━━━ AVAILABLE DATA ━━━
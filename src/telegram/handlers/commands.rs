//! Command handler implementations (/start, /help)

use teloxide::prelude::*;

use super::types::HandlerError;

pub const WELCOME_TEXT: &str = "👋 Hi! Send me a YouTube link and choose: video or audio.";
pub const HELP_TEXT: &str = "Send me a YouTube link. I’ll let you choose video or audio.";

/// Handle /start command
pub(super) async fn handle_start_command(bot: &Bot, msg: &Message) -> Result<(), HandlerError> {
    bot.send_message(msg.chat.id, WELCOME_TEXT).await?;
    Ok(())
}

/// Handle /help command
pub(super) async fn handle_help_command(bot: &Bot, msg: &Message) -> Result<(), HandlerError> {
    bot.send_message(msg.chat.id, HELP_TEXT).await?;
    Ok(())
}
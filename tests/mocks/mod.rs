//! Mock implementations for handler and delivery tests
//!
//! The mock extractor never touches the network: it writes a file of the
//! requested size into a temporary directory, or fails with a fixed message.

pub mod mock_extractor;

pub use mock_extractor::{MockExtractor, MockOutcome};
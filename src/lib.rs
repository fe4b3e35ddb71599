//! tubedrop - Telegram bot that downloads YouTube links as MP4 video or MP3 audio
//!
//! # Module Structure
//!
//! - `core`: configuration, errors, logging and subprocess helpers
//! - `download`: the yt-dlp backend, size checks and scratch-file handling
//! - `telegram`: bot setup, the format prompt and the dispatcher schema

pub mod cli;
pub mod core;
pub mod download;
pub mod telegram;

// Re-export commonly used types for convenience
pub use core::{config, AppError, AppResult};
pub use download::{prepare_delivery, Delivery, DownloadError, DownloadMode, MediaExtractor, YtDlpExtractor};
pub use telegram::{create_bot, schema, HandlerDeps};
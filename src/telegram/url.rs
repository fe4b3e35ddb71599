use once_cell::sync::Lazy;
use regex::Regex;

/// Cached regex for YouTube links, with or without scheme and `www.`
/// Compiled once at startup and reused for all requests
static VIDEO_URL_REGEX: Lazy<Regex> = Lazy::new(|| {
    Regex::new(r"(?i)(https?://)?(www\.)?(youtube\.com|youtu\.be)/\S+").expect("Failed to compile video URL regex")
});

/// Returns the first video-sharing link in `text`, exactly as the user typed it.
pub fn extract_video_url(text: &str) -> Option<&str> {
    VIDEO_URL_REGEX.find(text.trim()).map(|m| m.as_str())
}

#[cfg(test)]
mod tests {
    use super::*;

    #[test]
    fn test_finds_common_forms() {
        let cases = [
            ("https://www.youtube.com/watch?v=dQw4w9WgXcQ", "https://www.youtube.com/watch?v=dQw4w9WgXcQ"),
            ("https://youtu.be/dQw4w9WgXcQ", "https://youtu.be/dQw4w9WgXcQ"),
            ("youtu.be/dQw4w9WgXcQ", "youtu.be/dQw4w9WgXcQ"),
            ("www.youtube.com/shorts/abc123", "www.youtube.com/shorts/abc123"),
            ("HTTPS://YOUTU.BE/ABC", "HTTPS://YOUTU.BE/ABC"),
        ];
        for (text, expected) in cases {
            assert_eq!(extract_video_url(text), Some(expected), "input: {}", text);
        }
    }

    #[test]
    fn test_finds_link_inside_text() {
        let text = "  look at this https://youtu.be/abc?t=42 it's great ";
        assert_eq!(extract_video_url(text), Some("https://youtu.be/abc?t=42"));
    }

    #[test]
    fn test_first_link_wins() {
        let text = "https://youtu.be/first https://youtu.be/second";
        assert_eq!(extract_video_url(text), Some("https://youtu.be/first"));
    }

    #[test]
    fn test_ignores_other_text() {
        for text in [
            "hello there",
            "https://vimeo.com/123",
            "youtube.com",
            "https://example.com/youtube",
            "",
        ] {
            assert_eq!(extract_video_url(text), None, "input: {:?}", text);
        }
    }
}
━━━
━━━ AVAILABLE DATA ━━━
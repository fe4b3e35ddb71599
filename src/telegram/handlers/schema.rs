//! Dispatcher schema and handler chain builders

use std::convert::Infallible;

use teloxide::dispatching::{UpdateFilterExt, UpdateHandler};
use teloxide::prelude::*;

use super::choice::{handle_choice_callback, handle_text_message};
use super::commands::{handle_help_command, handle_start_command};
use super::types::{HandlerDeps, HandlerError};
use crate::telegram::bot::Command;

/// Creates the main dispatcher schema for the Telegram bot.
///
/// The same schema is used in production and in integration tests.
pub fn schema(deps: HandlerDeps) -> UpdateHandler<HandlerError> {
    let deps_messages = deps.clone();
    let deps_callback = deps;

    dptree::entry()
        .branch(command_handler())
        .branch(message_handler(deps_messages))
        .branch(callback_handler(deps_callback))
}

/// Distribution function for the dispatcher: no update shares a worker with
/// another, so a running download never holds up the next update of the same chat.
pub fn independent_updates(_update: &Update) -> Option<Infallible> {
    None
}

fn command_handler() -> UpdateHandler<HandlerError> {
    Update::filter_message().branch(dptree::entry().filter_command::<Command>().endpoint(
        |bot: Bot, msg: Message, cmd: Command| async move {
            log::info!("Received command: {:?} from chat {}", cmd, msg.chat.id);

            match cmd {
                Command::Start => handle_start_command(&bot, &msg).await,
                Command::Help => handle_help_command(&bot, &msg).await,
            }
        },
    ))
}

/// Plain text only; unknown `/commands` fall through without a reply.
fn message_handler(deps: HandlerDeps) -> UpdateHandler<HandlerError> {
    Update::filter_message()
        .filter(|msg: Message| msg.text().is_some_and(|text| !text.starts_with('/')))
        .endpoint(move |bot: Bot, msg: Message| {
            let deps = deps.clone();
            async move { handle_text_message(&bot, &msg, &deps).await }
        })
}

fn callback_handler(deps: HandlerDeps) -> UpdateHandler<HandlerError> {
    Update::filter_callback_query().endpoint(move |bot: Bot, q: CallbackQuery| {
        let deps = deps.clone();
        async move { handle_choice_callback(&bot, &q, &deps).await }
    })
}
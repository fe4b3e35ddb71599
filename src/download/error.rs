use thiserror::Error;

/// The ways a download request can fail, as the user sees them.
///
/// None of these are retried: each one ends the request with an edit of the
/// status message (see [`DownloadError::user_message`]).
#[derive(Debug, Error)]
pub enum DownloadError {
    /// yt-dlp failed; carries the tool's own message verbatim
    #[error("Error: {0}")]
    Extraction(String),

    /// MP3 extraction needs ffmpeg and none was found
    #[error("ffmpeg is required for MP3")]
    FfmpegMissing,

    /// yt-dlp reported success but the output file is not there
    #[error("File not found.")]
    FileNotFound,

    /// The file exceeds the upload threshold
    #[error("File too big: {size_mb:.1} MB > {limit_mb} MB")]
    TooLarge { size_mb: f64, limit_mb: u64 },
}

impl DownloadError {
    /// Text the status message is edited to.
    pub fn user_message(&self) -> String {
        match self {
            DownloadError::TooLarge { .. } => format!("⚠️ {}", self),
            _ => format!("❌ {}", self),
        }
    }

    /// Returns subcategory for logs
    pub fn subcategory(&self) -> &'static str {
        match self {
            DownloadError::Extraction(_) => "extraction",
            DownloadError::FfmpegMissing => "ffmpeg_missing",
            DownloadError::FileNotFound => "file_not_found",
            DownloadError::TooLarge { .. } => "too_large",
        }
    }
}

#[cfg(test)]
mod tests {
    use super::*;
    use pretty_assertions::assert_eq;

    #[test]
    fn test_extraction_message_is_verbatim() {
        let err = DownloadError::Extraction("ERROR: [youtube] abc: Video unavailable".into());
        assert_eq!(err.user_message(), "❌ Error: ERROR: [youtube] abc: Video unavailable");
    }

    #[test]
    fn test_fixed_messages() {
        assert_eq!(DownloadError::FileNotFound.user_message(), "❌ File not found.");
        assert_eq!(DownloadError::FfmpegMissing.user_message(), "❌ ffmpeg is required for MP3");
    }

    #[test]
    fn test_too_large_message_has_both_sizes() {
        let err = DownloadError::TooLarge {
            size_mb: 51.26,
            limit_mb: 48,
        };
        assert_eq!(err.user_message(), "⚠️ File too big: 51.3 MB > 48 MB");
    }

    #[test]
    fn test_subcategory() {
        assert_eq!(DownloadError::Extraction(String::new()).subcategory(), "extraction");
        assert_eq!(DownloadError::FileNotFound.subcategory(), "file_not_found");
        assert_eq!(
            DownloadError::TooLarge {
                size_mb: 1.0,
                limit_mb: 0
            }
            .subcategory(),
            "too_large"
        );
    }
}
━━━
What lines of the preceding data include the string "into"? Pull them out.

//! requested size into a temporary directory, or fails with a fixed message.
        let err = DownloadError::Extraction("ERROR: [youtube] abc: Video unavailable".into());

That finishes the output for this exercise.